J’ai rencontré Cameron de Kontravoid la nuit où j’ai donné mon tout premier spectacle aux États-Unis en août 2018. Il jouait juste avant moi, alors j’écoutais sa musique tout en me préparant à monter sur scène et à vivre l’un de mes rêves absolus. De plus, la deuxième fois qu’on s’est vus, c’était une nuit où il a joué à Paris en première partie de Boy Harsher. Je l’ai tagué dans une story Instagram et après l’émission, il a répondu quelque chose comme « Je ne savais pas que tu étais là » et j’ai rencontré Boy Hasher grâce à lui. C’est ce qui m’a amenée à tourner avec eux en novembre 2019, un autre rêve devenu réalité. Bref, j’adore sa musique et je l’écoute beaucoup en voyage. C’est pour ça que je voulais l’inclure dans l’album Fierce Remixes & More lol.

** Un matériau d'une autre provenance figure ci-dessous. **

//! Close-register session
//!
//! Holds everything the close dialog knows between opening and submitting:
//! reference denominations, the expected figures, the operator's count and
//! declared split. Every input recomputes the state synchronously; only a
//! `Valid` session can be submitted.

use bigdecimal::BigDecimal;
use chrono::NaiveDateTime;
use serde::{Deserialize, Serialize};
use tracing::{debug, info, warn};
use uuid::Uuid;

use crate::config::ReconciliationConfig;
use crate::reconciliation::calculator::ReconciliationCalculator;
use crate::reconciliation::validators::CloseValidator;
use crate::traits::*;
use crate::types::*;
use crate::utils::money::parse_amount_input;
use crate::utils::validation::{sort_for_display, validate_denominations};
use crate::wire::*;

/// Where a session stands
#[derive(Debug, Clone, PartialEq)]
pub enum SessionState {
    /// Nothing entered or prefilled yet
    Empty,
    /// Inputs touched but no denomination has a positive quantity
    Counting,
    /// Ready to submit
    Valid,
    /// Rejected by the active validator
    Invalid(ReconciliationError),
}

impl SessionState {
    pub fn is_valid(&self) -> bool {
        matches!(self, SessionState::Valid)
    }

    /// The inline error to show, if any
    pub fn error(&self) -> Option<&ReconciliationError> {
        match self {
            SessionState::Invalid(error) => Some(error),
            _ => None,
        }
    }
}

/// Result of an accepted close-out
#[derive(Debug, Clone, PartialEq, Serialize, Deserialize)]
pub struct CloseOutcome {
    /// Declared minus system total, as computed by the server
    pub variance: Variance,
    pub declared_total: BigDecimal,
    pub system_total: BigDecimal,
    pub message: Option<String>,
    pub closed_at: NaiveDateTime,
}

/// State of one open close dialog
pub struct CloseRegisterSession {
    id: Uuid,
    denominations: Vec<Denomination>,
    status: RegisterStatus,
    calculator: ReconciliationCalculator,
    validator: Box<dyn CloseValidator>,
    auto_fill_cash_on_hand: bool,
    counts: DenominationCounts,
    cash_on_hand: BigDecimal,
    cash_stored: BigDecimal,
    observations: String,
    touched: bool,
    distribution_modified: bool,
    state: SessionState,
}
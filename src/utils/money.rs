//! Operator input parsing and peso formatting

use bigdecimal::BigDecimal;
use std::str::FromStr;

/// Parse a declared amount typed into a money field.
///
/// Everything but ASCII digits is dropped, so `"$ 1.234.567"` reads as
/// 1234567. Empty input reads as zero. Pesos have no decimals, so the
/// thousands separator is never ambiguous.
pub fn parse_amount_input(input: &str) -> BigDecimal {
    let digits: String = input.chars().filter(|c| c.is_ascii_digit()).collect();
    if digits.is_empty() {
        return BigDecimal::from(0);
    }
    BigDecimal::from_str(&digits).unwrap_or_else(|_| BigDecimal::from(0))
}

/// Parse a denomination quantity typed by the operator.
///
/// Reads an optional sign and the leading run of digits; anything that is
/// not a number reads as zero. Negative results are returned as-is and
/// dropped by [`crate::DenominationCounts::record`].
pub fn parse_quantity_input(input: &str) -> i64 {
    let trimmed = input.trim_start();
    let (negative, rest) = match trimmed.strip_prefix('-') {
        Some(rest) => (true, rest),
        None => (false, trimmed.strip_prefix('+').unwrap_or(trimmed)),
    };

    let digits: String = rest.chars().take_while(|c| c.is_ascii_digit()).collect();
    if digits.is_empty() {
        return 0;
    }

    let magnitude = digits.parse::<i64>().unwrap_or(i64::MAX);
    if negative {
        -magnitude
    } else {
        magnitude
    }
}

/// Group an unsigned digit string with `.` every three digits
fn group_thousands(digits: &str) -> String {
    let mut grouped = String::with_capacity(digits.len() + digits.len() / 3);
    for (i, c) in digits.chars().enumerate() {
        if i > 0 && (digits.len() - i) % 3 == 0 {
            grouped.push('.');
        }
        grouped.push(c);
    }
    grouped
}

/// Format an amount as Colombian pesos, e.g. `$ 1.234.567` or `-$ 1.000`.
///
/// Rounds to whole pesos.
pub fn format_cop(amount: &BigDecimal) -> String {
    let rounded = amount.round(0).with_scale(0);
    let text = rounded.to_string();
    let (sign, digits) = match text.strip_prefix('-') {
        Some(digits) => ("-", digits),
        None => ("", text.as_str()),
    };

    if digits.chars().all(|c| c == '0') {
        return "$ 0".to_string();
    }

    format!("{sign}$ {}", group_thousands(digits))
}

#[cfg(test)]
mod tests {
    use super::*;

    #[test]
    fn test_parse_amount_input() {
        assert_eq!(parse_amount_input("$ 1.234.567"), BigDecimal::from(1234567));
        assert_eq!(parse_amount_input("50000"), BigDecimal::from(50000));
        assert_eq!(parse_amount_input("$ "), BigDecimal::from(0));
        assert_eq!(parse_amount_input(""), BigDecimal::from(0));
    }

    #[test]
    fn test_parse_quantity_input() {
        assert_eq!(parse_quantity_input("12"), 12);
        assert_eq!(parse_quantity_input("  7 "), 7);
        assert_eq!(parse_quantity_input("3abc"), 3);
        assert_eq!(parse_quantity_input("abc"), 0);
        assert_eq!(parse_quantity_input(""), 0);
        assert_eq!(parse_quantity_input("-4"), -4);
        assert_eq!(parse_quantity_input("+2"), 2);
    }

    #[test]
    fn test_format_cop() {
        assert_eq!(format_cop(&BigDecimal::from(1234567)), "$ 1.234.567");
        assert_eq!(format_cop(&BigDecimal::from(500)), "$ 500");
        assert_eq!(format_cop(&BigDecimal::from(100000)), "$ 100.000");
        assert_eq!(format_cop(&BigDecimal::from(-1000)), "-$ 1.000");
        assert_eq!(format_cop(&BigDecimal::from(0)), "$ 0");
    }

    #[test]
    fn test_format_cop_rounds_to_whole_pesos() {
        let amount = BigDecimal::from_str("2999.7").unwrap();
        assert_eq!(format_cop(&amount), "$ 3.000");
    }
}
use serde::{Deserialize, Serialize};
use ulid::Ulid;

/// Unix milliseconds — the only time type.
pub type Ms = i64;

/// One hour in [`Ms`].
pub const HOUR_MS: Ms = 3_600_000;

/// One day in [`Ms`].
pub const DAY_MS: Ms = 24 * HOUR_MS;

/// Half-open interval `[start, end)`.
#[derive(Debug, Clone, Copy, PartialEq, Eq, Serialize, Deserialize)]
pub struct Span {
    pub start: Ms,
    pub end: Ms,
}

impl Span {
    pub fn new(start: Ms, end: Ms) -> Self {
        debug_assert!(start < end, "Span start must be before end");
        Self { start, end }
    }

    pub fn duration_ms(&self) -> Ms {
        self.end - self.start
    }

    pub fn overlaps(&self, other: &Span) -> bool {
        self.start < other.end && other.start < self.end
    }

    pub fn contains_instant(&self, t: Ms) -> bool {
        self.start <= t && t < self.end
    }

    /// Overlapping part of `self` and `other`, or `None` when they only touch
    /// or are disjoint.
    pub fn intersect(&self, other: &Span) -> Option<Span> {
        let start = self.start.max(other.start);
        let end = self.end.min(other.end);
        (start < end).then(|| Span::new(start, end))
    }
}

/// A booking of one tool by one user over a span of time.
///
/// Edits are full replacement by id; the per-tool no-overlap invariant is
/// enforced at validation time, never assumed by construction.
#[derive(Debug, Clone, PartialEq, Eq, Serialize, Deserialize)]
pub struct Reservation {
    pub id: Ulid,
    pub tool_id: Ulid,
    pub user_id: Ulid,
    pub span: Span,
    #[serde(default, skip_serializing_if = "Option::is_none")]
    pub notes: Option<String>,
}

/// Billing period for a tool subscription. Display metadata only.
#[derive(Debug, Clone, Copy, PartialEq, Eq, Serialize, Deserialize)]
pub enum BillingCycle {
    Monthly,
    Yearly,
}

/// A bookable tool. Only `id` matters to the engine; everything else is
/// carried for the front end.
#[derive(Debug, Clone, PartialEq, Eq, Serialize, Deserialize)]
pub struct Tool {
    pub id: Ulid,
    pub name: String,
    /// Render token (hex or HSL), opaque to the engine.
    pub color: String,
    #[serde(default, skip_serializing_if = "Option::is_none")]
    pub description: Option<String>,
    #[serde(default, skip_serializing_if = "Option::is_none")]
    pub price: Option<String>,
    #[serde(default, skip_serializing_if = "Option::is_none")]
    pub billing_cycle: Option<BillingCycle>,
    /// Nature tag, e.g. "Text-to-Speech" or "Image Generation".
    #[serde(default, skip_serializing_if = "Option::is_none")]
    pub nature: Option<String>,
}

impl Tool {
    pub fn new(name: impl Into<String>, color: impl Into<String>) -> Self {
        Self {
            id: Ulid::new(),
            name: name.into(),
            color: color.into(),
            description: None,
            price: None,
            billing_cycle: None,
            nature: None,
        }
    }
}

/// A team member who books tools.
#[derive(Debug, Clone, PartialEq, Eq, Serialize, Deserialize)]
pub struct User {
    pub id: Ulid,
    pub name: String,
    pub avatar_url: String,
}

impl User {
    pub fn new(name: impl Into<String>, avatar_url: impl Into<String>) -> Self {
        Self {
            id: Ulid::new(),
            name: name.into(),
            avatar_url: avatar_url.into(),
        }
    }
}

/// A proposed booking before it has an id — what the booking form submits.
///
/// Endpoints are raw so an inverted or empty range is representable; it is
/// the validator's job to reject it.
#[derive(Debug, Clone, Copy, PartialEq, Eq)]
pub struct BookingRequest {
    pub tool_id: Ulid,
    pub start: Ms,
    pub end: Ms,
}
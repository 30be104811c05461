use std::fs::{self, File};
use std::io::{self, BufReader, BufWriter, Write};
use std::path::Path;

use tracing::info;

use crate::seed;
use crate::store::Store;

/// Load the store snapshot from `path`.
///
/// A missing file yields the seeded default collections; a corrupt file is
/// an error, never a silent reseed.
pub fn load(path: &Path) -> io::Result<Store> {
    let file = match File::open(path) {
        Ok(f) => f,
        Err(e) if e.kind() == io::ErrorKind::NotFound => {
            info!("no snapshot at {}, seeding defaults", path.display());
            return Ok(seed::seed_store());
        }
        Err(e) => return Err(e),
    };
    serde_json::from_reader(BufReader::new(file))
        .map_err(|e| io::Error::new(io::ErrorKind::InvalidData, e))
}

/// Persist the store as JSON.
///
/// Writes to a temp file, fsyncs, then renames over the snapshot so a crash
/// mid-write never clobbers the previous one.
pub fn save(path: &Path, store: &Store) -> io::Result<()> {
    let tmp_path = path.with_extension("json.tmp");
    let file = File::create(&tmp_path)?;
    let mut writer = BufWriter::new(file);
    serde_json::to_writer_pretty(&mut writer, store)
        .map_err(|e| io::Error::new(io::ErrorKind::InvalidData, e))?;
    writer.flush()?;
    writer.get_ref().sync_all()?;
    fs::rename(&tmp_path, path)?;
    Ok(())
}
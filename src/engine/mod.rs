mod conflict;
mod error;
mod layout;

pub use conflict::validate;
pub use error::BookingError;
pub use layout::{Axis, Block, layout};
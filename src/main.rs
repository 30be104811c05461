use std::path::PathBuf;

use chrono::Utc;
use tracing::info;

use slotgrid::engine::{Axis, layout};
use slotgrid::snapshot;
use slotgrid::window::TimeWindow;

/// Headless harness: load (or seed) the snapshot, lay out the current week,
/// save back. Any front end replaces this loop with its own render cycle.
fn main() -> Result<(), Box<dyn std::error::Error>> {
    tracing_subscriber::fmt::init();

    let data_file: PathBuf = std::env::var("SLOTGRID_DATA_FILE")
        .unwrap_or_else(|_| "./slotgrid.json".into())
        .into();

    let store = snapshot::load(&data_file)?;
    info!(
        "loaded {} users, {} tools, {} reservations",
        store.users.len(),
        store.tools.len(),
        store.reservations.len()
    );

    let window = TimeWindow::week(Utc::now().date_naive());
    let blocks = layout(&window, Axis::DayRows, &store.reservations, &store.tools);
    info!(
        "week of {}: {} visible blocks",
        window.days()[0],
        blocks.len()
    );
    for block in &blocks {
        let tool = store
            .tool(block.tool_id)
            .map(|t| t.name.as_str())
            .unwrap_or("?");
        info!(
            "  {} · lane {} offset {:.3} extent {:.3}",
            tool, block.lane, block.offset, block.extent
        );
    }

    snapshot::save(&data_file, &store)?;
    info!("snapshot saved to {}", data_file.display());
    Ok(())
}
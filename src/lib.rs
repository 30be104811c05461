//! Shared-tool reservation engine: conflict validation and calendar layout.
//!
//! Two pure functions form the contract with any front end:
//! [`engine::validate`] decides whether a proposed booking may join the
//! reservation set (same-tool overlaps are rejected, half-open, touching
//! endpoints allowed), and [`engine::layout`] projects reservations onto
//! day/week/month window geometry as positioned blocks.
//!
//! [`store::Store`] owns the user/tool/reservation collections and routes
//! every mutation through validation; [`snapshot`] persists them as JSON on
//! an explicit save, seeding defaults from [`seed`] on first run.

pub mod engine;
pub mod model;
pub mod seed;
pub mod snapshot;
pub mod store;
pub mod window;

pub use engine::{Axis, Block, BookingError, layout, validate};
pub use model::{BookingRequest, Ms, Reservation, Span, Tool, User};
pub use store::Store;
pub use window::{TimeWindow, ViewMode};
use ulid::Ulid;

use crate::model::{Ms, Reservation, Tool};
use crate::window::{TimeWindow, ViewMode, date_of};

/// How lanes are assigned when projecting onto a window.
#[derive(Debug, Clone, Copy, PartialEq, Eq)]
pub enum Axis {
    /// One lane per tool in roster order — the single-day view.
    ToolRows,
    /// One lane per day of the window — week hour grid and month cells.
    DayRows,
}

/// Renderable geometry for one reservation.
///
/// `offset` and `extent` are fractions of the lane's time axis: the whole
/// window span for [`Axis::ToolRows`], one day's hour grid for
/// [`Axis::DayRows`]. Month windows carry no sub-day position, so both are
/// zero there and only `lane`/`stack` matter.
#[derive(Debug, Clone, Copy, PartialEq)]
pub struct Block {
    pub reservation_id: Ulid,
    pub tool_id: Ulid,
    pub user_id: Ulid,
    /// Tool index (ToolRows) or day index (DayRows) within the window.
    pub lane: usize,
    pub offset: f64,
    pub extent: f64,
    /// Insertion-order position among blocks sharing the lane.
    pub stack: usize,
}

/// Project reservations onto the window as positioned blocks.
///
/// Best-effort visualization: reservations outside the window or referencing
/// a tool missing from the roster are silently dropped, partial overlaps are
/// clipped to the visible range (offsets are never negative), and input order
/// is preserved so creation order determines stacking.
pub fn layout(
    window: &TimeWindow,
    axis: Axis,
    reservations: &[Reservation],
    tools: &[Tool],
) -> Vec<Block> {
    match axis {
        Axis::ToolRows => tool_rows(window, reservations, tools),
        Axis::DayRows => day_rows(window, reservations, tools),
    }
}

/// One horizontal lane per tool; position is a linear projection of time onto
/// the window span. Same-tool overlaps are already forbidden by validation,
/// so no intra-lane collision resolution happens here.
fn tool_rows(window: &TimeWindow, reservations: &[Reservation], tools: &[Tool]) -> Vec<Block> {
    let win = window.span();
    let mut lane_depth = vec![0usize; tools.len()];
    let mut blocks = Vec::new();

    for res in reservations {
        let Some(lane) = tools.iter().position(|t| t.id == res.tool_id) else {
            continue; // dangling tool reference
        };
        let Some(visible) = res.span.intersect(&win) else {
            continue;
        };
        blocks.push(Block {
            reservation_id: res.id,
            tool_id: res.tool_id,
            user_id: res.user_id,
            lane,
            offset: fraction(visible.start - win.start, win.duration_ms()),
            extent: fraction(visible.duration_ms(), win.duration_ms()),
            stack: next_in_lane(&mut lane_depth, lane),
        });
    }
    blocks
}

/// One lane per day; a reservation lands in its start day's lane. Day/week
/// windows position it vertically on that day's hour grid; month windows
/// reduce it to a label entry with no sub-day geometry. Spans crossing
/// midnight are clipped to the day they begin on.
fn day_rows(window: &TimeWindow, reservations: &[Reservation], tools: &[Tool]) -> Vec<Block> {
    let month = window.mode() == ViewMode::Month;
    let mut lane_depth = vec![0usize; window.days().len()];
    let mut blocks = Vec::new();

    for res in reservations {
        if !tools.iter().any(|t| t.id == res.tool_id) {
            continue; // dangling tool reference
        }
        let Some(start_day) = date_of(res.span.start) else {
            continue;
        };
        let Some(lane) = window.day_index(start_day) else {
            continue; // begins outside the window
        };

        let geometry = if month {
            Some((0.0, 0.0))
        } else {
            let grid = TimeWindow::hour_grid(start_day);
            res.span.intersect(&grid).map(|visible| {
                (
                    fraction(visible.start - grid.start, grid.duration_ms()),
                    fraction(visible.duration_ms(), grid.duration_ms()),
                )
            })
        };
        let Some((offset, extent)) = geometry else {
            continue; // entirely outside operating hours
        };

        blocks.push(Block {
            reservation_id: res.id,
            tool_id: res.tool_id,
            user_id: res.user_id,
            lane,
            offset,
            extent,
            stack: next_in_lane(&mut lane_depth, lane),
        });
    }
    blocks
}

fn fraction(part: Ms, total: Ms) -> f64 {
    part as f64 / total as f64
}

fn next_in_lane(lane_depth: &mut [usize], lane: usize) -> usize {
    let stack = lane_depth[lane];
    lane_depth[lane] += 1;
    stack
}

#[cfg(test)]
mod tests {
    use super::*;
    use crate::model::{HOUR_MS, Span};
    use crate::window::day_start_ms;
    use chrono::NaiveDate;

    const H: Ms = HOUR_MS;

    fn date(y: i32, m: u32, d: u32) -> NaiveDate {
        NaiveDate::from_ymd_opt(y, m, d).unwrap()
    }

    fn reservation(tool: &Tool, start: Ms, end: Ms) -> Reservation {
        Reservation {
            id: Ulid::new(),
            tool_id: tool.id,
            user_id: Ulid::new(),
            span: Span::new(start, end),
            notes: None,
        }
    }

    fn at(day: NaiveDate, hour: Ms) -> Ms {
        day_start_ms(day) + hour * H
    }

    #[test]
    fn tool_rows_full_window_fills_lane() {
        let day = date(2024, 1, 10);
        let window = TimeWindow::day(day);
        let tool = Tool::new("GPT-4 Turbo", "#3b82f6");
        let span = window.span();
        let res = vec![reservation(&tool, span.start, span.end)];

        let blocks = layout(&window, Axis::ToolRows, &res, &[tool]);
        assert_eq!(blocks.len(), 1);
        assert_eq!(blocks[0].lane, 0);
        assert_eq!(blocks[0].offset, 0.0);
        assert_eq!(blocks[0].extent, 1.0);
    }

    #[test]
    fn tool_rows_projects_proportionally() {
        let day = date(2024, 1, 10);
        let window = TimeWindow::day(day);
        let tools = vec![Tool::new("A", "#111"), Tool::new("B", "#222")];
        let res = vec![reservation(&tools[1], at(day, 9), at(day, 12))];

        let blocks = layout(&window, Axis::ToolRows, &res, &tools);
        assert_eq!(blocks.len(), 1);
        assert_eq!(blocks[0].lane, 1);
        assert_eq!(blocks[0].offset, 9.0 / 24.0);
        assert_eq!(blocks[0].extent, 3.0 / 24.0);
    }

    #[test]
    fn tool_rows_clips_at_window_start() {
        let day = date(2024, 1, 10);
        let window = TimeWindow::day(day);
        let tool = Tool::new("A", "#111");
        // 23:00 previous day to 01:00
        let res = vec![reservation(&tool, at(day, -1), at(day, 1))];

        let blocks = layout(&window, Axis::ToolRows, &res, &[tool]);
        assert_eq!(blocks.len(), 1);
        assert_eq!(blocks[0].offset, 0.0);
        assert_eq!(blocks[0].extent, 1.0 / 24.0);
    }

    #[test]
    fn tool_rows_drops_dangling_tool() {
        let day = date(2024, 1, 10);
        let window = TimeWindow::day(day);
        let gone = Tool::new("removed", "#000");
        let res = vec![reservation(&gone, at(day, 9), at(day, 10))];

        let blocks = layout(&window, Axis::ToolRows, &res, &[Tool::new("A", "#111")]);
        assert!(blocks.is_empty());
    }

    #[test]
    fn tool_rows_excludes_outside_window() {
        let day = date(2024, 1, 10);
        let window = TimeWindow::day(day);
        let tool = Tool::new("A", "#111");
        let res = vec![
            reservation(&tool, at(day, -5), at(day, -2)),
            reservation(&tool, at(day, 25), at(day, 27)),
            // touching the window start, half-open: still invisible
            reservation(&tool, at(day, -2), at(day, 0)),
        ];

        let blocks = layout(&window, Axis::ToolRows, &res, &[tool]);
        assert!(blocks.is_empty());
    }

    #[test]
    fn stacking_follows_insertion_order() {
        let day = date(2024, 1, 10);
        let window = TimeWindow::day(day);
        let tools = vec![Tool::new("A", "#111"), Tool::new("B", "#222")];
        let res = vec![
            reservation(&tools[0], at(day, 9), at(day, 10)),
            reservation(&tools[1], at(day, 9), at(day, 10)),
            reservation(&tools[0], at(day, 11), at(day, 12)),
        ];

        let blocks = layout(&window, Axis::ToolRows, &res, &tools);
        assert_eq!(blocks.len(), 3);
        // blocks come back in input order
        assert_eq!(blocks[0].reservation_id, res[0].id);
        assert_eq!(blocks[1].reservation_id, res[1].id);
        assert_eq!(blocks[2].reservation_id, res[2].id);
        // per-lane stacks count independently
        assert_eq!(blocks[0].stack, 0);
        assert_eq!(blocks[1].stack, 0);
        assert_eq!(blocks[2].stack, 1);
    }

    #[test]
    fn layout_is_idempotent() {
        let day = date(2024, 1, 10);
        let window = TimeWindow::week(day);
        let tool = Tool::new("A", "#111");
        let res = vec![
            reservation(&tool, at(day, 9), at(day, 10)),
            reservation(&tool, at(day, 13), at(day, 15)),
        ];
        let tools = vec![tool];

        let first = layout(&window, Axis::DayRows, &res, &tools);
        let second = layout(&window, Axis::DayRows, &res, &tools);
        assert_eq!(first, second);
    }

    #[test]
    fn day_rows_places_on_start_day_grid() {
        // week of Mon 2024-01-08; reservation Tue 09:00-10:30
        let tuesday = date(2024, 1, 9);
        let window = TimeWindow::week(date(2024, 1, 10));
        let tool = Tool::new("A", "#111");
        let res = vec![reservation(&tool, at(tuesday, 9), at(tuesday, 9) + H / 2 + H)];

        let blocks = layout(&window, Axis::DayRows, &res, &[tool]);
        assert_eq!(blocks.len(), 1);
        assert_eq!(blocks[0].lane, 1); // Tuesday
        assert_eq!(blocks[0].offset, 4.0 / 19.0); // 09:00 is 4h past 05:00
        assert_eq!(blocks[0].extent, 1.5 / 19.0);
    }

    #[test]
    fn day_rows_clips_before_opening() {
        let day = date(2024, 1, 8);
        let window = TimeWindow::week(day);
        let tool = Tool::new("A", "#111");
        // 04:00-06:00, grid opens at 05:00
        let res = vec![reservation(&tool, at(day, 4), at(day, 6))];

        let blocks = layout(&window, Axis::DayRows, &res, &[tool]);
        assert_eq!(blocks.len(), 1);
        assert_eq!(blocks[0].offset, 0.0);
        assert_eq!(blocks[0].extent, 1.0 / 19.0);
    }

    #[test]
    fn day_rows_clips_cross_midnight_to_start_day() {
        let monday = date(2024, 1, 8);
        let window = TimeWindow::week(monday);
        let tool = Tool::new("A", "#111");
        // 22:00 Monday to 01:00 Tuesday — spillover is clipped, not split
        let res = vec![reservation(&tool, at(monday, 22), at(monday, 25))];

        let blocks = layout(&window, Axis::DayRows, &res, &[tool]);
        assert_eq!(blocks.len(), 1);
        assert_eq!(blocks[0].lane, 0);
        assert_eq!(blocks[0].offset, 17.0 / 19.0);
        assert_eq!(blocks[0].extent, 2.0 / 19.0);
    }

    #[test]
    fn day_rows_excludes_outside_operating_hours() {
        let day = date(2024, 1, 8);
        let window = TimeWindow::week(day);
        let tool = Tool::new("A", "#111");
        // 03:00-04:30, entirely before opening
        let res = vec![reservation(&tool, at(day, 3), at(day, 4) + H / 2)];

        let blocks = layout(&window, Axis::DayRows, &res, &[tool]);
        assert!(blocks.is_empty());
    }

    #[test]
    fn day_rows_excludes_start_day_outside_window() {
        let window = TimeWindow::week(date(2024, 1, 8));
        let tool = Tool::new("A", "#111");
        // begins Sunday the 7th, ends inside the window
        let sunday = date(2024, 1, 7);
        let res = vec![reservation(&tool, at(sunday, 23), at(sunday, 26))];

        let blocks = layout(&window, Axis::DayRows, &res, &[tool]);
        assert!(blocks.is_empty());
    }

    #[test]
    fn month_cells_have_no_sub_day_geometry() {
        let window = TimeWindow::month(date(2024, 2, 15));
        let tool = Tool::new("A", "#111");
        let day = date(2024, 2, 14);
        let res = vec![
            reservation(&tool, at(day, 9), at(day, 10)),
            reservation(&tool, at(day, 11), at(day, 12)),
        ];

        let blocks = layout(&window, Axis::DayRows, &res, &[tool]);
        assert_eq!(blocks.len(), 2);
        let lane = window.day_index(day).unwrap();
        for b in &blocks {
            assert_eq!(b.lane, lane);
            assert_eq!(b.offset, 0.0);
            assert_eq!(b.extent, 0.0);
        }
        // same cell stacks in insertion order
        assert_eq!(blocks[0].stack, 0);
        assert_eq!(blocks[1].stack, 1);
    }

    #[test]
    fn month_includes_padding_days() {
        // Jan 31 2024 falls in the padding of the February window
        let window = TimeWindow::month(date(2024, 2, 15));
        let tool = Tool::new("A", "#111");
        let padding_day = date(2024, 1, 31);
        let res = vec![reservation(&tool, at(padding_day, 9), at(padding_day, 10))];

        let blocks = layout(&window, Axis::DayRows, &res, &[tool]);
        assert_eq!(blocks.len(), 1);
        assert_eq!(blocks[0].lane, window.day_index(padding_day).unwrap());
    }
}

—Tu vas jouer au Roadburn pour un public plus « rock ». Est-ce difficile de jouer pour un public qui pourrait ne pas être habitué à ton style de musique ?
—En fait, je pense qu’ils ont créé une scène plus spécialisée dans la musique électronique, donc je ne sais pas s’ils veulent attirer un autre type de public ou si le public y est super ouvert d’esprit et aime découvrir de nouvelles musiques. Peut-être les deux. Ce sera très intéressant de toute façon 😀
—Tu crées également les illustrations de certains de tes albums, n’est-ce pas ? Un artiste dans ce domaine qui t’a influencée ?
—J’ai créé toutes les illustrations d’albums sauf celle de Her Fall And Rise, mais je n’ai aucune référence pour être honnête… C’est un peu comme les chansons, j’essaie des trucs sur Photoshop avec des images et des textures que j’aime et ça devient mes pochettes lol.
—Dans notre interview avec Minuit Machine, on t’a posé une question sur Hante. Il est maintenant temps de te poser une question sur Minuit Machine. Vous allez sortir un nouvel EP, non ?
—Oui, on sort un nouvel EP le 16 octobre. Il s’appelle Don’t Run From The Fire. On est absolument ravies de le partager ! Parce qu’on adore ça bien sûr, mais aussi parce que ça fait du bien d’avoir des nouveautés en ces temps difficiles. En tant qu’artiste, sans tournée, on a un peu l’impression de disparaître…
—Au Garaje, on est de grands fans du label Unknown Pleasures et on sait que tu as chanté sur l’un de leurs disques, Damage by Kill Shelter. Comment est née cette collaboration ?
—Pete m’a envoyé un e-mail et j’ai vraiment aimé la chanson. J’ai eu quelques idées pour les paroles tout de suite alors j’ai dit oui et le tour était joué !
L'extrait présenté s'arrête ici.